第3話 学長
第1研究室室長ルーエ=ヴァイスといえども敷居の高い学長室。
学長アライン=メーナスはその執務室に居た。
4大魔術のうち、水魔術を使う大魔導師。
帝国の侯爵であり、帝国に置ける重要人物であるアラインは他国からは恐れられ、自国内からは優秀な教育者として名が広がっている。

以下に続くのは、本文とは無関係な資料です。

//! Timestamp interpretation and formatting.
//!
//! The metrics endpoint reports instants either as epoch milliseconds or as
//! ISO-8601 strings. Two renderings exist: the compact UTC form used in the
//! watermark table and the full ISO-8601 instant used for the last-updated
//! indicator.

use serde::Serialize;
use time::format_description::well_known::{Iso8601, Rfc3339};
use time::format_description::BorrowedFormatItem;
use time::macros::format_description;
use time::{Date, OffsetDateTime, PrimitiveDateTime};

/// Shown wherever a timestamp (or other optional value) is missing.
pub const PLACEHOLDER: &str = "—";

const TABLE_FORMAT: &[BorrowedFormatItem<'static>] =
    format_description!("[year]-[month]-[day] [hour]:[minute]:[second]");

const ISO_INSTANT_FORMAT: &[BorrowedFormatItem<'static>] = format_description!(
    "[year]-[month]-[day]T[hour]:[minute]:[second].[subsecond digits:3]Z"
);

/// An instant as delivered by the metrics endpoint.
#[derive(Debug, Clone, PartialEq, Serialize)]
#[serde(untagged)]
pub enum Timestamp {
    /// Milliseconds since the Unix epoch.
    Millis(f64),
    /// An ISO-8601 / RFC 3339 string.
    Text(String),
}

impl Timestamp {
    /// Returns true for values that count as "no timestamp": zero, NaN and
    /// the empty string. Epoch zero is deliberately indistinguishable from
    /// absence.
    pub fn is_falsy(&self) -> bool {
        match self {
            Timestamp::Millis(ms) => *ms == 0.0 || ms.is_nan(),
            Timestamp::Text(s) => s.is_empty(),
        }
    }

    /// Interpret the value as a UTC instant.
    ///
    /// Returns `None` for falsy values and for anything that cannot be
    /// represented (non-finite, out of range, unparseable text).
    pub fn to_utc(&self) -> Option<OffsetDateTime> {
        if self.is_falsy() {
            return None;
        }
        let instant = match self {
            Timestamp::Millis(ms) => millis_to_datetime(*ms)?,
            Timestamp::Text(s) => parse_text(s.trim())?,
        };
        // Normalise any parsed offset to UTC without risking a panic at the
        // edges of the supported range.
        OffsetDateTime::from_unix_timestamp_nanos(instant.unix_timestamp_nanos()).ok()
    }
}

impl From<i64> for Timestamp {
    fn from(ms: i64) -> Self {
        Timestamp::Millis(ms as f64)
    }
}

impl From<&str> for Timestamp {
    fn from(s: &str) -> Self {
        Timestamp::Text(s.to_string())
    }
}

fn millis_to_datetime(ms: f64) -> Option<OffsetDateTime> {
    if !ms.is_finite() {
        return None;
    }
    let nanos = (ms.trunc() as i128).checked_mul(1_000_000)?;
    OffsetDateTime::from_unix_timestamp_nanos(nanos).ok()
}

/// Accepts RFC 3339, general ISO-8601 with offset, offset-less date-times
/// (taken as UTC) and bare dates (UTC midnight).
fn parse_text(s: &str) -> Option<OffsetDateTime> {
    if let Ok(dt) = OffsetDateTime::parse(s, &Rfc3339) {
        return Some(dt);
    }
    if let Ok(dt) = OffsetDateTime::parse(s, &Iso8601::DEFAULT) {
        return Some(dt);
    }
    if let Ok(dt) = PrimitiveDateTime::parse(s, &Iso8601::DEFAULT) {
        return Some(dt.assume_utc());
    }
    Date::parse(s, &Iso8601::DEFAULT)
        .ok()
        .map(|d| d.midnight().assume_utc())
}

/// Format a timestamp as `YYYY-MM-DD HH:MM:SS` in UTC.
///
/// Missing, falsy or uninterpretable values yield [`PLACEHOLDER`].
pub fn format_timestamp(ts: Option<&Timestamp>) -> String {
    format_with(ts, TABLE_FORMAT)
}

/// Format a timestamp as a full ISO-8601 instant (`2024-01-15T09:05:03.000Z`).
///
/// Used for the last-updated indicator; missing values yield [`PLACEHOLDER`].
pub fn format_iso_instant(ts: Option<&Timestamp>) -> String {
    format_with(ts, ISO_INSTANT_FORMAT)
}

fn format_with(ts: Option<&Timestamp>, format: &[BorrowedFormatItem<'_>]) -> String {
    ts.and_then(Timestamp::to_utc)
        .and_then(|dt| dt.format(format).ok())
        .unwrap_or_else(|| PLACEHOLDER.to_string())
}

#[cfg(test)]
mod tests {
    use super::*;

    /// 2024-01-15T09:05:03Z
    const SAMPLE_MS: i64 = 1_705_309_503_000;

    #[test]
    fn test_format_missing_is_placeholder() {
        assert_eq!(format_timestamp(None), "—");
    }

    #[test]
    fn test_format_zero_is_placeholder() {
        assert_eq!(format_timestamp(Some(&Timestamp::Millis(0.0))), "—");
        assert_eq!(format_timestamp(Some(&Timestamp::from(0))), "—");
    }

    #[test]
    fn test_format_empty_string_is_placeholder() {
        assert_eq!(format_timestamp(Some(&Timestamp::from(""))), "—");
    }

    #[test]
    fn test_format_epoch_millis() {
        let ts = Timestamp::from(SAMPLE_MS);
        assert_eq!(format_timestamp(Some(&ts)), "2024-01-15 09:05:03");
    }

    #[test]
    fn test_format_truncates_sub_second_millis() {
        let ts = Timestamp::Millis(SAMPLE_MS as f64 + 999.9);
        assert_eq!(format_timestamp(Some(&ts)), "2024-01-15 09:05:03");
    }

    #[test]
    fn test_format_iso_string_uses_utc_fields() {
        let ts = Timestamp::from("2024-01-15T11:05:03+02:00");
        assert_eq!(format_timestamp(Some(&ts)), "2024-01-15 09:05:03");

        let ts = Timestamp::from("2024-01-15T09:05:03.123456789Z");
        assert_eq!(format_timestamp(Some(&ts)), "2024-01-15 09:05:03");
    }

    #[test]
    fn test_format_offsetless_and_date_only_strings() {
        let ts = Timestamp::from("2024-01-15T09:05:03");
        assert_eq!(format_timestamp(Some(&ts)), "2024-01-15 09:05:03");

        let ts = Timestamp::from("2024-01-15");
        assert_eq!(format_timestamp(Some(&ts)), "2024-01-15 00:00:00");
    }

    #[test]
    fn test_format_zero_pads_components() {
        // 0987-06-05T04:03:02Z
        let ts = Timestamp::from("0987-06-05T04:03:02Z");
        assert_eq!(format_timestamp(Some(&ts)), "0987-06-05 04:03:02");
    }

    #[test]
    fn test_format_pre_epoch_millis() {
        let ts = Timestamp::from(-1_000);
        assert_eq!(format_timestamp(Some(&ts)), "1969-12-31 23:59:59");
    }

    #[test]
    fn test_format_garbage_is_placeholder() {
        assert_eq!(format_timestamp(Some(&Timestamp::from("yesterday"))), "—");
        assert_eq!(format_timestamp(Some(&Timestamp::Millis(f64::INFINITY))), "—");
        assert_eq!(format_timestamp(Some(&Timestamp::Millis(f64::NAN))), "—");
        assert_eq!(format_timestamp(Some(&Timestamp::Millis(1e300))), "—");
    }

    #[test]
    fn test_iso_instant_millis() {
        let ts = Timestamp::from(SAMPLE_MS + 42);
        assert_eq!(format_iso_instant(Some(&ts)), "2024-01-15T09:05:03.042Z");
    }

    #[test]
    fn test_iso_instant_from_offset_string() {
        let ts = Timestamp::from("2024-01-15T10:05:03.5+01:00");
        assert_eq!(format_iso_instant(Some(&ts)), "2024-01-15T09:05:03.500Z");
    }

    #[test]
    fn test_iso_instant_missing_is_placeholder() {
        assert_eq!(format_iso_instant(None), "—");
        assert_eq!(format_iso_instant(Some(&Timestamp::from(0))), "—");
    }

    #[test]
    fn test_is_falsy() {
        assert!(Timestamp::Millis(0.0).is_falsy());
        assert!(Timestamp::Millis(-0.0).is_falsy());
        assert!(Timestamp::from("").is_falsy());
        assert!(!Timestamp::from(1).is_falsy());
        assert!(!Timestamp::from("x").is_falsy());
    }
}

普段は優しい中年男であるが、怒らせたときの怖さは十分承知している。
「ふむ。」
そう短く返答して、考え顔になるアライン。
ルーエは少し緊張しながらも返答を待っている。
「魔術が4系統でなく6系統であり、ルーエ女史の知らないスキルを使いこなし、迷宮の奥で育てられて、大災害に備えるために大学に入学したい、と。」
反芻しながら考えを巡らせているアライン。言われれば言われるほど荒唐無稽な話である。ルーエ自身は自分が途轍もなく有能とは思ってはいないが、自分の知らないスキルを自分より年下であろうアリールに使われたのも衝撃だった。
「危険人物、という訳ではないのだな。」
「はい。柔和な青年で、不思議な雰囲気を纏っておりますが、嘘偽りを言っているようには見えません。」
「ほう。貴殿にそう言わせるとは、なかなかの青年であるな。」
アラインは少し笑いながら、茶化すような返答をする。
「なんというか必死な様子でしたので。どうしても入学したい、自分の持つ魔術を解析してもらっても構わない、という感じでした。」
「我々が見知らぬ魔術…それは確かに興味深い。だが、本当に危険な人物ではないのかね?」
至極当然の反応。
普通ならば許容出来る話ではなく、敵国の間者の可能性がある素性の分からない者の入学など到底受け付けることなど出来ない。
他国、シヴァリンガ同盟はさておき、未だにアランストラ王国とは年中小競り合いをしている。
大抵は王国軍がグリムワールの東部要塞を攻める姿勢だけで終わりになるのだが。
そういう意味ではグリムワール帝国大学は間者が紛れ込むのにうってつけではあり、毎年何人かの間者が発見されているのだから、敵国の間者・刺客である可能性を否定出来ない現状では、あの青年の望みが果たされないだろう。ルーエはそう思っていた。
「一度会ってみるか…。」
アラインは考えを纏めた様子で呟く。
「?!」
間者はともかく、刺客であるとは考えないのだろうか?
「学長自ら御会いになられるのですか?」
まさか…という思いで尋ねる。
いくら学長の興味を引いたとしても、素性の知れないみすぼらしい青年だ。
優しそうな柔和な雰囲気は好ましいけれども。
「…まぁ、御老体とも相談するがね。」
アラインが何かを思い出したように返答する。何らかの解決策を思い着いたのだろう。
ああ、宮廷魔導師のミシエル様。ミシエル様とアライン様がいらっしゃるなら、万に一でも間違いは起きない。
「あの御老体なら、きっと話をしたがるに違いないだろうしな。」
そう言ってアラインは微笑を浮かべる。
老いてなお盛んな宮廷魔導師殿はその青年に興味を示すだろう。
ルーエの話だけでも十分興味が湧く青年であることは間違いない。
「追って連絡する。恐らく宮廷透析室になると思うが、決まり次第、ルーエ女史に連絡しよう。」
「心得ました。」
ふむ、とアラインは独り言ちて、再び思案する。良くも悪くも、このグリムワールに変化が起きるのやも知れん。王国との小競り合いも、迷宮についても、まだまだ先が見えない現状が幾ばくか進むとしたら知りたいものだ。